=== What this task involves ===
Look through the entries that follow and return each line that has the string "DateTime".

Collected data
%%

//! Build information API endpoint

use axum::response::Json;
use serde::Serialize;

/// Build information response
#[derive(Debug, Serialize)]
pub struct BuildInfo {
    pub version: String,
    pub git_hash: String,
    pub build_timestamp: String,
    pub build_profile: String,
}

impl BuildInfo {
    pub fn current() -> Self {
        Self {
            version: env!("CARGO_PKG_VERSION").to_string(),
            git_hash: env!("GIT_HASH").to_string(),
            build_timestamp: env!("BUILD_TIMESTAMP").to_string(),
            build_profile: env!("BUILD_PROFILE").to_string(),
        }
    }
}

/// GET /api/buildinfo
pub async fn get_build_info() -> Json<BuildInfo> {
    Json(BuildInfo::current())
}
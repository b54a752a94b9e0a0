//! sentiscope-web library - CSV sentiment annotation service
//!
//! Accepts a CSV upload, classifies each row's `text` through the configured
//! sentiment model and renders the annotated table.

pub mod api;
pub mod classifier;
pub mod error;
pub mod services;

pub use crate::error::{ApiError, ApiResult};

use std::sync::Arc;

use axum::extract::DefaultBodyLimit;
use axum::Router;
use chrono::{DateTime, Utc};
use sentiscope_common::config::ServiceConfig;
use sentiscope_common::UploadStore;
use tower_http::trace::TraceLayer;

use crate::classifier::SentimentClassifier;

/// Application state shared across handlers
#[derive(Clone)]
pub struct AppState {
    /// Upload folder holding uploads and result files
    pub store: UploadStore,
    /// Sentiment model, loaded once and reused for every request
    pub classifier: Arc<dyn SentimentClassifier>,
    /// Request body cap for uploads
    pub max_upload_bytes: usize,
    /// Service startup timestamp for uptime tracking
    pub startup_time: DateTime<Utc>,
}

impl AppState {
    pub fn new(store: UploadStore, classifier: Arc<dyn SentimentClassifier>) -> Self {
        Self {
            store,
            classifier,
            max_upload_bytes: sentiscope_common::config::DEFAULT_MAX_UPLOAD_BYTES,
            startup_time: Utc::now(),
        }
    }

    /// Build state from resolved configuration
    pub fn from_config(config: &ServiceConfig, classifier: Arc<dyn SentimentClassifier>) -> Self {
        Self {
            max_upload_bytes: config.max_upload_bytes,
            ..Self::new(UploadStore::new(&config.upload_folder), classifier)
        }
    }
}

/// Build application router
pub fn build_router(state: AppState) -> Router {
    use axum::routing::{get, post};

    let body_limit = state.max_upload_bytes;

    Router::new()
        // UI routes (HTML pages)
        .merge(api::ui_routes())
        // Upload handling
        .route("/upload", post(api::upload_file))
        .route("/api/buildinfo", get(api::get_build_info))
        .merge(api::health_routes())
        .layer(DefaultBodyLimit::max(body_limit))
        .layer(TraceLayer::new_for_http())
        .with_state(state)
}
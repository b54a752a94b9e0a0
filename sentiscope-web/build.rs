//! Build script for sentiscope-web
//!
//! Captures build identification information at compile time:
//! - Git commit hash (short form)
//! - Build timestamp
//! - Build profile (debug/release)

use std::process::Command;

fn main() {
    let git_hash = Command::new("git")
        .args(["rev-parse", "--short=8", "HEAD"])
        .output()
        .ok()
        .filter(|output| output.status.success())
        .and_then(|output| String::from_utf8(output.stdout).ok())
        .map(|s| s.trim().to_string())
        .filter(|s| !s.is_empty())
        .unwrap_or_else(|| "unknown".to_string());

    // ISO 8601 with local offset, e.g. 2025-10-26T14:30:45-05:00
    let build_timestamp = chrono::Local::now().to_rfc3339_opts(chrono::SecondsFormat::Secs, false);

    let profile = std::env::var("PROFILE").unwrap_or_else(|_| "unknown".to_string());

    println!("cargo:rustc-env=GIT_HASH={}", git_hash);
    println!("cargo:rustc-env=BUILD_TIMESTAMP={}", build_timestamp);
    println!("cargo:rustc-env=BUILD_PROFILE={}", profile);
}
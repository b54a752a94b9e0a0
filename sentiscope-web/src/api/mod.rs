//! HTTP API handlers for sentiscope-web

pub mod buildinfo;
pub mod health;
pub mod ui;
pub mod upload;

pub use buildinfo::{get_build_info, BuildInfo};
pub use health::health_routes;
pub use ui::ui_routes;
pub use upload::upload_file;
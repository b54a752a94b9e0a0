//! Error types for sentiscope-web
//!
//! Every variant maps to a plain-text response. Upload validation failures
//! are 400s with fixed, user-facing messages.

use axum::{
    http::{header, StatusCode},
    response::{IntoResponse, Response},
};
use thiserror::Error;
use tracing::{error, warn};

use crate::classifier::ClassifierError;

/// API error type
#[derive(Debug, Error)]
pub enum ApiError {
    /// Request carried no `file` part
    #[error("No file uploaded")]
    NoFileUploaded,

    /// `file` part present with an empty filename
    #[error("No selected file")]
    NoSelectedFile,

    /// Filename sanitizes to nothing
    #[error("Invalid file name")]
    InvalidFilename,

    /// Multipart body could not be read
    #[error("Invalid upload: {0}")]
    Multipart(String),

    /// Upload is not valid delimited tabular data
    #[error("Error reading file: {0}")]
    Read(String),

    /// Upload lacks the `text` column
    #[error("The uploaded file must have a 'text' column.")]
    MissingTextColumn,

    /// Requested result file does not exist
    #[error("Result file not found: {0}")]
    ResultNotFound(String),

    /// Stored result file could not be parsed
    #[error("Error reading result file: {0}")]
    CorruptResult(String),

    /// Classification adapter failed; the whole upload is aborted
    #[error("Sentiment classification failed: {0}")]
    Classification(#[from] ClassifierError),

    /// Filesystem or serialization failure
    #[error("Storage error: {0}")]
    Storage(sentiscope_common::Error),
}

impl ApiError {
    pub fn status(&self) -> StatusCode {
        match self {
            ApiError::NoFileUploaded
            | ApiError::NoSelectedFile
            | ApiError::InvalidFilename
            | ApiError::Multipart(_)
            | ApiError::Read(_)
            | ApiError::MissingTextColumn => StatusCode::BAD_REQUEST,
            ApiError::ResultNotFound(_) => StatusCode::NOT_FOUND,
            ApiError::Classification(_) => StatusCode::BAD_GATEWAY,
            ApiError::CorruptResult(_) | ApiError::Storage(_) => {
                StatusCode::INTERNAL_SERVER_ERROR
            }
        }
    }
}

impl From<sentiscope_common::Error> for ApiError {
    fn from(err: sentiscope_common::Error) -> Self {
        match err {
            sentiscope_common::Error::NotFound(name) => ApiError::ResultNotFound(name),
            sentiscope_common::Error::InvalidFilename(_) => ApiError::InvalidFilename,
            other => ApiError::Storage(other),
        }
    }
}

impl IntoResponse for ApiError {
    fn into_response(self) -> Response {
        let status = self.status();
        let message = self.to_string();

        if status.is_server_error() {
            error!(status = status.as_u16(), "{}", message);
        } else {
            warn!(status = status.as_u16(), "{}", message);
        }

        (
            status,
            [(header::CONTENT_TYPE, "text/plain; charset=utf-8")],
            message,
        )
            .into_response()
    }
}

/// Result type for API handlers
pub type ApiResult<T> = Result<T, ApiError>;
//! Health check endpoint

use axum::{extract::State, routing::get, Json, Router};
use chrono::{DateTime, Utc};
use serde::Serialize;

use crate::AppState;

/// Health check response
#[derive(Debug, Serialize)]
pub struct HealthResponse {
    pub status: String,
    pub module: String,
    pub version: String,
    pub model: String,
    pub started_at: DateTime<Utc>,
    pub uptime_seconds: i64,
}

/// GET /health
///
/// Reports liveness only; does not call the inference endpoint.
pub async fn health_check(State(state): State<AppState>) -> Json<HealthResponse> {
    Json(HealthResponse {
        status: "ok".to_string(),
        module: "sentiscope-web".to_string(),
        version: env!("CARGO_PKG_VERSION").to_string(),
        model: state.classifier.model_name().to_string(),
        started_at: state.startup_time,
        uptime_seconds: (Utc::now() - state.startup_time).num_seconds(),
    })
}

/// Build health check routes
pub fn health_routes() -> Router<AppState> {
    Router::new().route("/health", get(health_check))
}
//! Upload endpoint
//!
//! POST /upload with multipart field `file`.

use axum::{
    extract::{Multipart, State},
    response::Redirect,
};
use tracing::info;

use crate::error::{ApiError, ApiResult};
use crate::services::annotate_upload;
use crate::AppState;

/// Name of the multipart field carrying the CSV
pub const FILE_FIELD: &str = "file";

/// POST /upload
///
/// Annotates the uploaded CSV and redirects to its result page.
pub async fn upload_file(
    State(state): State<AppState>,
    mut multipart: Multipart,
) -> ApiResult<Redirect> {
    let mut upload: Option<(String, Vec<u8>)> = None;

    while let Some(field) = multipart
        .next_field()
        .await
        .map_err(|e| ApiError::Multipart(e.body_text()))?
    {
        // Parts without a filename are plain form fields, not files
        let filename = match (field.name(), field.file_name()) {
            (Some(FILE_FIELD), Some(filename)) => filename.to_string(),
            _ => continue,
        };
        let bytes = field
            .bytes()
            .await
            .map_err(|e| ApiError::Multipart(e.body_text()))?;
        upload = Some((filename, bytes.to_vec()));
        break;
    }

    let (filename, bytes) = upload.ok_or(ApiError::NoFileUploaded)?;
    if filename.is_empty() {
        return Err(ApiError::NoSelectedFile);
    }

    info!(filename = %filename, size = bytes.len(), "Received upload");

    let outcome = annotate_upload(&state.store, state.classifier.as_ref(), &filename, &bytes).await?;

    Ok(Redirect::to(&format!("/result/{}", outcome.result_name)))
}
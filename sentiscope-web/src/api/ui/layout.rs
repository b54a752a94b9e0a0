//! Shared page chrome and HTML escaping

/// Escape text for safe inclusion in HTML element content or attributes
pub fn escape_html(text: &str) -> String {
    let mut escaped = String::with_capacity(text.len());
    for c in text.chars() {
        match c {
            '&' => escaped.push_str("&amp;"),
            '<' => escaped.push_str("&lt;"),
            '>' => escaped.push_str("&gt;"),
            '"' => escaped.push_str("&quot;"),
            '\'' => escaped.push_str("&#x27;"),
            _ => escaped.push(c),
        }
    }
    escaped
}

const PAGE_STYLE: &str = r#"
        * {
            margin: 0;
            padding: 0;
            box-sizing: border-box;
        }
        body {
            font-family: 'Segoe UI', Tahoma, Geneva, Verdana, sans-serif;
            background-color: #1a1a1a;
            color: #e0e0e0;
            line-height: 1.6;
        }
        header {
            background-color: #2a2a2a;
            border-bottom: 1px solid #3a3a3a;
            padding: 20px;
            margin-bottom: 30px;
        }
        .header-content {
            display: flex;
            justify-content: space-between;
            align-items: center;
        }
        .header-right {
            text-align: right;
            font-size: 14px;
            color: #888;
            font-family: 'Courier New', monospace;
            line-height: 1.2;
        }
        h1 {
            font-size: 26px;
            color: #4a9eff;
        }
        h2 {
            color: #4a9eff;
            margin: 20px 0 10px;
        }
        .subtitle {
            color: #888;
            font-size: 16px;
        }
        .content {
            padding: 0 20px 40px;
        }
        .button {
            display: inline-block;
            padding: 10px 20px;
            background: #4a9eff;
            color: white;
            text-decoration: none;
            border: none;
            border-radius: 4px;
            margin: 10px 5px 10px 0;
            font-weight: 600;
            cursor: pointer;
        }
        .button:hover {
            background: #3a8eef;
        }
        table.data {
            border-collapse: collapse;
            margin-top: 10px;
        }
        table.data th, table.data td {
            border: 1px solid #3a3a3a;
            padding: 6px 12px;
            text-align: left;
        }
        table.data thead th {
            background: #2a2a2a;
            color: #4a9eff;
        }
        ul.columns {
            margin-left: 20px;
        }
"#;

/// Wrap page body HTML in the common document and header
pub fn render_page(title: &str, subtitle: &str, body: &str) -> String {
    format!(
        r#"<!DOCTYPE html>
<html lang="en">
<head>
    <meta charset="UTF-8">
    <meta name="viewport" content="width=device-width, initial-scale=1.0">
    <title>{title}</title>
    <style>{style}</style>
</head>
<body>
    <header>
        <div class="header-content">
            <div class="header-left">
                <h1>{title}</h1>
                <p class="subtitle">{subtitle}</p>
            </div>
            <div class="header-right">
                <div>sentiscope v{version}</div>
                <div>{git_hash} ({profile})</div>
            </div>
        </div>
    </header>
    <div class="content">
{body}
    </div>
</body>
</html>
"#,
        title = escape_html(title),
        subtitle = escape_html(subtitle),
        style = PAGE_STYLE,
        version = env!("CARGO_PKG_VERSION"),
        git_hash = env!("GIT_HASH"),
        profile = env!("BUILD_PROFILE"),
        body = body,
    )
}
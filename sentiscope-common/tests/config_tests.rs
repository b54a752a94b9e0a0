//! Unit tests for configuration resolution and graceful degradation
//!
//! Tests the implementation of:
//! - Missing TOML file falls back to compiled defaults
//! - Malformed TOML file is a configuration error
//! - Priority order: CLI > environment > TOML > default
//!
//! Note: Uses serial_test crate to prevent ENV variable race conditions.
//! Tests that read or set SENTISCOPE_* variables are marked with #[serial].

use sentiscope_common::config::{
    load_toml_config, ClassifierToml, ConfigOverrides, ServiceConfig, TomlConfig, DEFAULT_MODEL,
    DEFAULT_PORT, DEFAULT_UPLOAD_FOLDER, ENV_HF_TOKEN, ENV_PORT, ENV_UPLOAD_FOLDER,
};
use sentiscope_common::Error;
use serial_test::serial;
use std::env;
use std::path::PathBuf;
use tempfile::TempDir;

fn clear_env() {
    env::remove_var(ENV_UPLOAD_FOLDER);
    env::remove_var(ENV_PORT);
    env::remove_var(ENV_HF_TOKEN);
    env::remove_var("SENTISCOPE_HOST");
}

#[test]
#[serial]
fn test_defaults_when_nothing_configured() {
    clear_env();

    let config = ServiceConfig::from_sources(TomlConfig::default(), ConfigOverrides::default())
        .unwrap();

    assert_eq!(config.upload_folder, PathBuf::from(DEFAULT_UPLOAD_FOLDER));
    assert_eq!(config.port, DEFAULT_PORT);
    assert_eq!(config.classifier.model, DEFAULT_MODEL);
    assert!(config.classifier.api_token.is_none());
    assert_eq!(config.log_level, "info");
    assert!(!config.debug);
}

#[test]
#[serial]
fn test_missing_toml_file_uses_defaults() {
    let temp_dir = TempDir::new().unwrap();
    let config = load_toml_config(&temp_dir.path().join("absent.toml")).unwrap();

    assert!(config.upload_folder.is_none());
    assert!(config.port.is_none());
}

#[test]
#[serial]
fn test_malformed_toml_is_error() {
    let temp_dir = TempDir::new().unwrap();
    let path = temp_dir.path().join("config.toml");
    std::fs::write(&path, "port = \"not a number\"\n[[[").unwrap();

    let err = load_toml_config(&path).unwrap_err();
    assert!(matches!(err, Error::Config(_)));
}

#[test]
#[serial]
fn test_toml_overrides_defaults() {
    clear_env();
    let temp_dir = TempDir::new().unwrap();
    let path = temp_dir.path().join("config.toml");
    std::fs::write(
        &path,
        r#"
upload_folder = "/srv/sentiscope"
port = 8088

[classifier]
endpoint = "http://localhost:9000/models"
batch_size = 2

[logging]
level = "warn"
"#,
    )
    .unwrap();

    let overrides = ConfigOverrides {
        config_path: Some(path),
        ..ConfigOverrides::default()
    };
    let config = ServiceConfig::load(overrides).unwrap();

    assert_eq!(config.upload_folder, PathBuf::from("/srv/sentiscope"));
    assert_eq!(config.port, 8088);
    assert_eq!(config.classifier.batch_size, 2);
    assert_eq!(
        config.classifier.model_url(),
        format!("http://localhost:9000/models/{}", DEFAULT_MODEL)
    );
    assert_eq!(config.log_level, "warn");
}

#[test]
#[serial]
fn test_env_overrides_toml() {
    clear_env();
    env::set_var(ENV_UPLOAD_FOLDER, "/from/env");
    env::set_var(ENV_PORT, "7000");

    let toml_config = TomlConfig {
        upload_folder: Some(PathBuf::from("/from/toml")),
        port: Some(8000),
        ..TomlConfig::default()
    };
    let config = ServiceConfig::from_sources(toml_config, ConfigOverrides::default()).unwrap();

    assert_eq!(config.upload_folder, PathBuf::from("/from/env"));
    assert_eq!(config.port, 7000);

    clear_env();
}

#[test]
#[serial]
fn test_cli_overrides_env() {
    clear_env();
    env::set_var(ENV_UPLOAD_FOLDER, "/from/env");
    env::set_var(ENV_HF_TOKEN, "env-token");

    let overrides = ConfigOverrides {
        upload_folder: Some(PathBuf::from("/from/cli")),
        api_token: Some("cli-token".to_string()),
        debug: true,
        ..ConfigOverrides::default()
    };
    let config = ServiceConfig::from_sources(TomlConfig::default(), overrides).unwrap();

    assert_eq!(config.upload_folder, PathBuf::from("/from/cli"));
    assert_eq!(config.classifier.api_token.as_deref(), Some("cli-token"));
    assert_eq!(config.log_level, "debug");
    assert!(config.debug);

    clear_env();
}

#[test]
#[serial]
fn test_invalid_env_port_is_error() {
    clear_env();
    env::set_var(ENV_PORT, "seventy");

    let err = ServiceConfig::from_sources(TomlConfig::default(), ConfigOverrides::default())
        .unwrap_err();
    assert!(matches!(err, Error::Config(_)));

    clear_env();
}

#[test]
#[serial]
fn test_zero_batch_size_is_error() {
    clear_env();
    let toml_config = TomlConfig {
        classifier: ClassifierToml {
            batch_size: Some(0),
            ..ClassifierToml::default()
        },
        ..TomlConfig::default()
    };

    let err = ServiceConfig::from_sources(toml_config, ConfigOverrides::default()).unwrap_err();
    assert!(matches!(err, Error::Config(_)));
}
//! # Sentiscope Common Library
//!
//! Shared code for the sentiscope service crates:
//! - Error types
//! - Configuration loading (TOML bootstrap + env + compiled defaults)
//! - Upload storage (filename sanitization, flat upload folder)
//! - Tabular model for uploaded and annotated CSV files

pub mod config;
pub mod error;
pub mod storage;
pub mod table;

pub use error::{Error, Result};
pub use storage::{sanitize_filename, UploadStore};
pub use table::{AnnotatedTable, ResultPreview, UploadedTable};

%%

=== Answer area ===
use chrono::{DateTime, Utc};
    pub startup_time: DateTime<Utc>,
use chrono::{DateTime, Utc};
    pub started_at: DateTime<Utc>,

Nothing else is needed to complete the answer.